|Trans||Internet-Zeitschrift für Kulturwissenschaften||16. Nr.||Februar 2006|
Sedat Işçi (Ege University, Izmir)
In my presentation, as the title suggests, I shall deal with some sites or contexts in which memory is produced and I shall mainly foreground two works that are related to the early Turkish immigrants in America, namely Frank Ahmet's The Ottoman Turk’s Immigrant Experience and Doctor Fuad Umay's Turks in America.
I want to start by a reference to mythology, the inspiration of which comes both from Vera Schwarcz, from her book on Chinese and Jewish cultural memory, and from my literature orientation.
In ancient times culture was transmitted through poetry and storytelling, and Nine Muses, or the nine goddesses of inspiration were thought to have inspired the sciences, arts and humanities, from history to astronomy or from dance, to poetry. And interestingly, the mother of the Muses was considered to be MNEMOSYNE, which literally meant memory. Needless to say, scholars, poets, philosophers and musicians relied heavily upon the faculty of memoria as a source of inspiration. Hence, in antiquity Memory was seen as a sacred, cosmic power through which we recollect the primary realities of human nature. This is why the ancient Greeks referred to truth as "aletheia", which literally meant not forgetting.
And Clio, the muse of history demanded attention to memory’s call. Therefore no ancient Greek historian arranged facts unless recollection guided the mind. This insight into the generative powers of memory has been lost over time leaving its place to reason and rationality for reasons known.
And yet, as is also known in recent years an interdisciplinary field concerned with the social, cultural and political processes that produce a sense of the past has gained popularity.
A considerable number of volumes anthologize important essays that implicitly or explicitly are inspired by Assmans, Jan and Aleida Assmann, or Maurice Halbwachs or Pierre Nora. An inquiry into this development would be the topic of an interesting but different paper or presentation. What I only wish to spotlight is the current popular and scholarly interest in life stories, autobiographies, genealogy and life histories, oral histories, community histories, historical re-enactments, monuments, memorials, or heritage museums. What these sites of memory reveal are now considered as important as actual historical documents, perhaps more important due to their function in affecting, shaping or transforming the lives of people.
Dan Ben-Amos in his afterword in the collection of articles on cultural memory explains this process by his definition of cultural memory, as "a secondary agent of transformation". He says memory is a powerful tool that "turns a territory of earth into a motherland or homeland, or a mountaintop into a location of revelation". For Ben-Amos "memory also transforms" common "objects into symbols, infusing them with meanings they did not have on their own, before memory possessed them"(298).

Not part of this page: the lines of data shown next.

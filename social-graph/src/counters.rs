//! Like edges and the cached like counter.
//!
//! The `like_count` property on a story caches the number of `LIKED` edges
//! pointing at it. Like and unlike write the edge first and then adjust the
//! counter with a single floored add. Concurrent calls on one story are not
//! serialized here, so the counter can drift from the edge count;
//! [`LikeCounter::reconcile`] recomputes it from the edges.

use std::sync::Arc;
use tracing::{info, instrument, warn};

use social_graph_repository::{
    EdgeMerge, EdgePattern, EdgeType, GraphStore, NodeLabel, NodeQuery, NodeRef, PropertyValue,
};
use social_graph_shared::{EventKind, Story, StoryId, UserId};

use crate::admin::AdminCapability;
use crate::errors::EngineError;
use crate::events::{emit, EventPublisher};
use crate::lookup::{require_present, require_story, require_user};
use crate::mapping::{story_from_node, LIKE_COUNT};
use crate::relationship::RelationshipManager;

/// Result of recomputing one story's like counter.
#[derive(Debug, Clone, PartialEq, Eq)]
pub struct LikeReconciliation {
    pub story_id: StoryId,
    /// The cached value before reconciliation.
    pub cached: u64,
    /// The number of `LIKED` edges, now stored as the cached value.
    pub actual: u64,
}

impl LikeReconciliation {
    pub fn drifted(&self) -> bool {
        self.cached != self.actual
    }
}

/// Maintains `LIKED` edges and the `like_count` derived from them.
#[derive(Clone)]
pub struct LikeCounter {
    store: Arc<dyn GraphStore>,
    publisher: Arc<dyn EventPublisher>,
    relationships: RelationshipManager,
}

fn liked_edge(user_id: &UserId, story_id: &StoryId) -> EdgePattern {
    EdgePattern::exact(NodeRef::user(user_id), EdgeType::Liked, NodeRef::story(story_id))
}

impl LikeCounter {
    pub fn new(
        store: Arc<dyn GraphStore>,
        publisher: Arc<dyn EventPublisher>,
        relationships: RelationshipManager,
    ) -> Self {
        Self {
            store,
            publisher,
            relationships,
        }
    }

    /// `user_id` likes `story_id`.
    ///
    /// Checks, in order, before any write: the story exists, the user exists,
    /// the user is a confirmed friend of the creator (so creators cannot like
    /// their own stories), and the user has not liked the story yet.
    ///
    /// # Returns
    ///
    /// * `Ok(Story)` - The story with its updated like count
    /// * `Err(EngineError::NotFound)` - The story or the user does not exist
    /// * `Err(EngineError::Forbidden)` - The user is not a friend of the creator
    /// * `Err(EngineError::Conflict)` - The user already liked the story
    #[instrument(skip(self))]
    pub async fn like(&self, story_id: &StoryId, user_id: &UserId) -> Result<Story, EngineError> {
        require_present("story id", story_id.as_str())?;
        require_present("user id", user_id.as_str())?;
        let mut story = require_story(self.store.as_ref(), story_id).await?;
        require_user(self.store.as_ref(), user_id).await?;

        if !self
            .relationships
            .are_friends(user_id, &story.creator_id)
            .await?
        {
            return Err(EngineError::forbidden(format!(
                "{user_id} is not a friend of {}",
                story.creator_id
            )));
        }

        let edge = liked_edge(user_id, story_id);
        if self.store.count_edges(&edge).await? > 0 {
            return Err(EngineError::conflict(format!(
                "{user_id} already liked story {story_id}"
            )));
        }

        let node = NodeRef::story(story_id);
        match self
            .store
            .merge_edge(&NodeRef::user(user_id), EdgeType::Liked, &node)
            .await?
        {
            EdgeMerge::Created => {}
            EdgeMerge::Existed => {
                return Err(EngineError::conflict(format!(
                    "{user_id} already liked story {story_id}"
                )))
            }
            EdgeMerge::MissingEndpoint => {
                // Deleted between the checks and the write.
                return Err(if self.store.exists(&node).await? {
                    EngineError::not_found("User", user_id.as_str())
                } else {
                    EngineError::not_found("Story", story_id.as_str())
                });
            }
        }
        let count = self
            .store
            .adjust_counter(&node, LIKE_COUNT, 1)
            .await?
            .ok_or_else(|| EngineError::not_found("Story", story_id.as_str()))?;
        story.like_count = count.max(0) as u64;

        info!(story_id = %story_id, user = %user_id, like_count = story.like_count, "Story liked");
        emit(
            self.publisher.as_ref(),
            EventKind::StoryLiked {
                actor_id: user_id.clone(),
                story_id: story_id.clone(),
                like_count: story.like_count,
            },
        )
        .await;

        Ok(story)
    }

    /// `user_id` withdraws a like. The counter never goes below zero.
    ///
    /// # Returns
    ///
    /// * `Ok(Story)` - The story with its updated like count
    /// * `Err(EngineError::NotFound)` - The story or the user does not exist
    /// * `Err(EngineError::BadRequest)` - The user has not liked the story
    #[instrument(skip(self))]
    pub async fn unlike(&self, story_id: &StoryId, user_id: &UserId) -> Result<Story, EngineError> {
        require_present("story id", story_id.as_str())?;
        require_present("user id", user_id.as_str())?;
        let mut story = require_story(self.store.as_ref(), story_id).await?;
        require_user(self.store.as_ref(), user_id).await?;

        let removed = self.store.delete_edges(&liked_edge(user_id, story_id)).await?;
        if removed == 0 {
            return Err(EngineError::bad_request(format!(
                "{user_id} has not liked story {story_id}"
            )));
        }

        let node = NodeRef::story(story_id);
        let before = story.like_count;
        let count = self
            .store
            .adjust_counter(&node, LIKE_COUNT, -1)
            .await?
            .ok_or_else(|| EngineError::not_found("Story", story_id.as_str()))?;
        story.like_count = count.max(0) as u64;
        if before == 0 {
            warn!(story_id = %story_id, "Like counter was already zero on unlike");
        }

        info!(story_id = %story_id, user = %user_id, like_count = story.like_count, "Story unliked");
        emit(
            self.publisher.as_ref(),
            EventKind::StoryUnliked {
                actor_id: user_id.clone(),
                story_id: story_id.clone(),
                like_count: story.like_count,
            },
        )
        .await;

        Ok(story)
    }

    /// The cached like count of a story.
    pub async fn like_count(&self, story_id: &StoryId) -> Result<u64, EngineError> {
        require_present("story id", story_id.as_str())?;
        Ok(require_story(self.store.as_ref(), story_id).await?.like_count)
    }

    pub async fn has_liked(&self, story_id: &StoryId, user_id: &UserId) -> Result<bool, EngineError> {
        require_present("story id", story_id.as_str())?;
        require_present("user id", user_id.as_str())?;
        Ok(self.store.count_edges(&liked_edge(user_id, story_id)).await? > 0)
    }

    /// Set the cached counter of one story to its `LIKED` edge count.
    #[instrument(skip(self))]
    pub async fn reconcile(&self, story_id: &StoryId) -> Result<LikeReconciliation, EngineError> {
        require_present("story id", story_id.as_str())?;
        let story = require_story(self.store.as_ref(), story_id).await?;
        self.reconcile_story(story).await
    }

    /// Reconcile every story in the graph.
    ///
    /// Returns one entry per story, drifted or not.
    #[instrument(skip(self, _admin))]
    pub async fn reconcile_all(
        &self,
        _admin: &AdminCapability,
    ) -> Result<Vec<LikeReconciliation>, EngineError> {
        let nodes = self
            .store
            .query_nodes(&NodeQuery::label(NodeLabel::Story))
            .await?;

        let mut results = Vec::with_capacity(nodes.len());
        for node in &nodes {
            results.push(self.reconcile_story(story_from_node(node)?).await?);
        }

        let drifted = results.iter().filter(|r| r.drifted()).count();
        info!(stories = results.len(), drifted, "Reconciled like counters");
        Ok(results)
    }

    async fn reconcile_story(&self, story: Story) -> Result<LikeReconciliation, EngineError> {
        let node = NodeRef::story(&story.id);
        let actual = self
            .store
            .count_edges(&EdgePattern::of(EdgeType::Liked).to_node(node.clone()))
            .await?;

        let result = LikeReconciliation {
            story_id: story.id,
            cached: story.like_count,
            actual,
        };
        if result.drifted() {
            warn!(
                story_id = %result.story_id,
                cached = result.cached,
                actual = result.actual,
                "Like counter drifted"
            );
            self.store
                .set_property(&node, LIKE_COUNT, PropertyValue::Integer(actual as i64))
                .await?;
        }

        Ok(result)
    }
}

#[cfg(test)]
mod tests {
    use super::*;
    use crate::content::{ContentManager, CreateStoryRequest};
    use crate::events::NoopPublisher;
    use social_graph_repository::MemoryGraphStore;

    struct Fixture {
        store: Arc<MemoryGraphStore>,
        likes: LikeCounter,
        relationships: RelationshipManager,
    }

    async fn fixture() -> Fixture {
        let store = Arc::new(MemoryGraphStore::new());
        store.insert_user("u1", "alice").await.unwrap();
        store.insert_user("u2", "bob").await.unwrap();
        let publisher = Arc::new(NoopPublisher);
        let relationships = RelationshipManager::new(store.clone(), publisher.clone());
        ContentManager::new(store.clone(), publisher.clone())
            .create_story(CreateStoryRequest::new("u2", "c").with_id("s1"))
            .await
            .unwrap();
        Fixture {
            likes: LikeCounter::new(store.clone(), publisher, relationships.clone()),
            store,
            relationships,
        }
    }

    async fn befriend(f: &Fixture) {
        let (alice, bob) = (UserId::new("u1"), UserId::new("u2"));
        f.relationships.send_request(&alice, &bob).await.unwrap();
        f.relationships.accept_request(&bob, &alice).await.unwrap();
    }

    fn s1() -> StoryId {
        StoryId::new("s1")
    }

    #[tokio::test]
    async fn test_like_requires_friendship() {
        let f = fixture().await;
        let edges = f.store.edge_count().await;

        assert!(matches!(
            f.likes.like(&s1(), &UserId::new("u1")).await,
            Err(EngineError::Forbidden(_))
        ));
        assert_eq!(f.store.edge_count().await, edges);
        assert_eq!(f.likes.like_count(&s1()).await.unwrap(), 0);
    }

    #[tokio::test]
    async fn test_creator_cannot_like_own_story() {
        let f = fixture().await;
        assert!(matches!(
            f.likes.like(&s1(), &UserId::new("u2")).await,
            Err(EngineError::Forbidden(_))
        ));
    }

    #[tokio::test]
    async fn test_like_then_unlike() {
        let f = fixture().await;
        befriend(&f).await;
        let alice = UserId::new("u1");

        assert_eq!(f.likes.like(&s1(), &alice).await.unwrap().like_count, 1);
        assert!(f.likes.has_liked(&s1(), &alice).await.unwrap());
        assert!(matches!(
            f.likes.like(&s1(), &alice).await,
            Err(EngineError::Conflict(_))
        ));
        assert_eq!(f.likes.like_count(&s1()).await.unwrap(), 1);

        assert_eq!(f.likes.unlike(&s1(), &alice).await.unwrap().like_count, 0);
        assert!(!f.likes.has_liked(&s1(), &alice).await.unwrap());
    }

    #[tokio::test]
    async fn test_unlike_without_like_is_bad_request() {
        let f = fixture().await;
        befriend(&f).await;

        assert!(matches!(
            f.likes.unlike(&s1(), &UserId::new("u1")).await,
            Err(EngineError::BadRequest(_))
        ));
        assert_eq!(f.likes.like_count(&s1()).await.unwrap(), 0);
    }

    #[tokio::test]
    async fn test_precondition_order() {
        let f = fixture().await;
        // missing story is reported before missing user
        assert!(matches!(
            f.likes.like(&StoryId::new("nope"), &UserId::new("ghost")).await,
            Err(EngineError::NotFound { entity: "Story", .. })
        ));
        assert!(matches!(
            f.likes.like(&s1(), &UserId::new("ghost")).await,
            Err(EngineError::NotFound { entity: "User", .. })
        ));
    }

    #[tokio::test]
    async fn test_reconcile_repairs_drift() {
        let f = fixture().await;
        befriend(&f).await;
        f.likes.like(&s1(), &UserId::new("u1")).await.unwrap();
        f.store
            .set_property(
                &NodeRef::new(NodeLabel::Story, "s1"),
                LIKE_COUNT,
                PropertyValue::Integer(7),
            )
            .await
            .unwrap();

        let result = f.likes.reconcile(&s1()).await.unwrap();
        assert!(result.drifted());
        assert_eq!((result.cached, result.actual), (7, 1));
        assert_eq!(f.likes.like_count(&s1()).await.unwrap(), 1);

        assert!(!f.likes.reconcile(&s1()).await.unwrap().drifted());
    }

    #[tokio::test]
    async fn test_unlike_floors_drifted_counter() {
        let f = fixture().await;
        befriend(&f).await;
        f.likes.like(&s1(), &UserId::new("u1")).await.unwrap();
        f.store
            .set_property(
                &NodeRef::new(NodeLabel::Story, "s1"),
                LIKE_COUNT,
                PropertyValue::Integer(0),
            )
            .await
            .unwrap();

        let story = f.likes.unlike(&s1(), &UserId::new("u1")).await.unwrap();
        assert_eq!(story.like_count, 0);
    }
}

This impact is perhaps nowhere as clear as in the psyche of an immigrant, which is best reflected in the autobiographical narratives or memoirs, the reservoir of memory. As is known, the Turks, who immigrated to America did not leave behind memoirs or autobiographies like other national or ethnic communities, partly because most of the early Turkish immigrants could not even write their own names. There is however an invaluable work by Frank Ahmet, the first of its kind, which has rekindled our memories regarding the early Turkish immigration to America. Frank Ahmet’s book entitled Turks in America: The Ottoman Turk’s Immigrant Experience, published in 1986, roughly hundred years after the immigration of his father, is not an autobiography or memoir in terms of its genre, however it aims to dust off an old picture mostly forgotten.
The value of the book lies not only in Frank Ahmet’s venture in seeking his heritage which he takes pride, but also in providing a valuable pathway for those who want to explore the ways in which cultural memory pertaining to the early Turkish immigrants and their descendants could be constructed and articulated. As he himself puts it in his preface, the book is a collection of reflections of Turks of Ottoman heritage and their children and grandchildren, and it includes many oral accounts of the cultural, economic, and personal activities of Turkish immigrants" (xiv).
More importantly, Frank Ahmet is convinced that "any positive information of Turks, particularly their lives in American society, could provide a modest counterweight to some of historically negative perceptions" (xi).
In other words, with his survey of Turkish immigration experience he wishes to challenge the negative image of the Turk represented in popular culture or in literature as primitive, bearded men with long robes and fearful appearances. He thus feels the need to emphasize how the Turkish immigrants recount the problems and the hardship they have encountered in a different culture with humor and understanding, and as such he portrays an image quite different from the negative stereotype of "the terrible Turk".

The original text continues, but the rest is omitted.